Jeremy S. Logue, PhD

Cell migration is a fundamental process crucial for various physiological events, including embryonic development, immune surveillance, and wound healing. However, the deregulated migration of tumor cells is a hallmark of cancer metastasis, enabling them to spread and colonize vital organs, which is the primary cause of cancer related deaths. The Logue Lab is dedicated to understanding the molecular mechanism(s) by which cells migrate within the intricate and often confining microenvironment of tissues. We are particularly interested in the phenomenon where cancer cells undergo a phenotypic transition from mesenchymal to amoeboid (i.e., bleb-based) migration in response to mechanical confinement and low adhesion. Given that cancer cells frequently encounter confined spaces within tissues and that the phenotypic transition can be induced by certain drug treatments (e.g., Src family kinase inhibitors), amoeboid migration likely plays a critical role in promoting distant metastasis across diverse mechanochemical environments.

At left, temporal color-code image of F-actin in a melanoma cell undergoing fast amoeboid (leader bleb-based) migration.

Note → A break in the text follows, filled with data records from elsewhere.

//! The indexer collaborator boundary.
//!
//! The engine never talks to the network itself; discovery queries go
//! through this trait, implemented by whatever indexed-chain client the
//! application uses. Queries are the engine's only suspension points and
//! carry no ordering requirements, so callers may issue them concurrently.

use async_trait::async_trait;

use crate::discovery::GroupKey;
use crate::error::Result;
use crate::script::Script;
use crate::token::{TokenId, TokenProtocol};
use crate::tx::{OutPoint, TxId};

/// Indexed token balance attached to a UTXO or output.
#[derive(Debug, Clone, PartialEq, Eq)]
pub struct TokenEntry {
    pub token_id: TokenId,
    pub protocol: TokenProtocol,
    pub token_type: u8,
    pub amount: u64,
}

/// A UTXO as reported by the indexer, with opaque plugin metadata attached
/// by the offer-indexing plugin.
#[derive(Debug, Clone, PartialEq, Eq)]
pub struct IndexedUtxo {
    pub outpoint: OutPoint,
    pub sats: u64,
    pub script: Script,
    pub token: Option<TokenEntry>,
    /// Plugin metadata fields; the first is the covenant variant tag.
    pub plugin_data: Vec<Vec<u8>>,
}

/// A decoded input of a historical transaction, including what it spent.
#[derive(Debug, Clone, PartialEq, Eq)]
pub struct HistoryInput {
    pub prev_out: OutPoint,
    pub script_sig: Script,
    /// Value of the spent output.
    pub sats: u64,
    /// Locking script of the spent output.
    pub prev_script: Script,
    pub token: Option<TokenEntry>,
    /// Plugin metadata of the spent output.
    pub plugin_data: Vec<Vec<u8>>,
}

/// A decoded output of a historical transaction.
#[derive(Debug, Clone, PartialEq, Eq)]
pub struct HistoryOutput {
    pub sats: u64,
    pub script: Script,
    pub token: Option<TokenEntry>,
    pub plugin_data: Vec<Vec<u8>>,
    pub spent_by: Option<OutPoint>,
}

#[derive(Debug, Clone, PartialEq, Eq)]
pub struct HistoryTx {
    pub txid: TxId,
    pub inputs: Vec<HistoryInput>,
    pub outputs: Vec<HistoryOutput>,
    pub is_confirmed: bool,
    pub timestamp: i64,
}

/// Which slice of history to query.
#[derive(Debug, Clone, Copy, PartialEq, Eq)]
pub enum HistoryKind {
    Confirmed,
    Unconfirmed,
    All,
}

#[derive(Debug, Clone, Default)]
pub struct UtxoPage {
    pub utxos: Vec<IndexedUtxo>,
    pub num_pages: u32,
}

#[derive(Debug, Clone, Default)]
pub struct HistoryPage {
    pub txs: Vec<HistoryTx>,
    pub num_pages: u32,
}

/// Backend supplying indexed chain data.
#[async_trait]
pub trait Indexer: Send + Sync {
    /// Unspent outputs locked by `script`.
    async fn script_utxos(&self, script: &Script) -> Result<Vec<IndexedUtxo>>;

    /// UTXOs grouped under a plugin group key, paginated.
    async fn group_utxos(&self, key: &GroupKey, page: u32, page_size: u32) -> Result<UtxoPage>;

    /// Transaction history grouped under a plugin group key, paginated.
    async fn group_history(
        &self,
        key: &GroupKey,
        kind: HistoryKind,
        page: u32,
        page_size: u32,
    ) -> Result<HistoryPage>;

    /// Start streaming update notifications for a group key.
    async fn subscribe_group(&self, key: &GroupKey) -> Result<()>;

    /// Stop streaming update notifications for a group key.
    async fn unsubscribe_group(&self, key: &GroupKey) -> Result<()>;
}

To comprehensively study amoeboid migration, our research combines in vitro assays that allow for precise control over cell confinement and adhesivity (e.g., micropatterned surfaces) with high-resolution light microscopic imaging. We utilize tools like genetically encoded fluorescent biosensors to dissect the molecular and biophysical mechanisms underlying confined cell migration. Our goal broadens beyond cancer cells to encompass understanding how diverse motile cell types, including immune cells, adapt their migration strategies to the various mechanochemical properties of tissues. Ultimately, by elucidating the molecular mechanism(s) governing amoeboid (i.e., bleb-based) migration, we aim to rationally develop novel therapeutics that specifically prevent or abate the growth and migration of cancer cells, thereby addressing the significant clinical challenge of metastasis. This is particularly important as cancer cells show remarkable plasticity in their migration modes, which can lead to resistance against therapies targeting a single mechanism.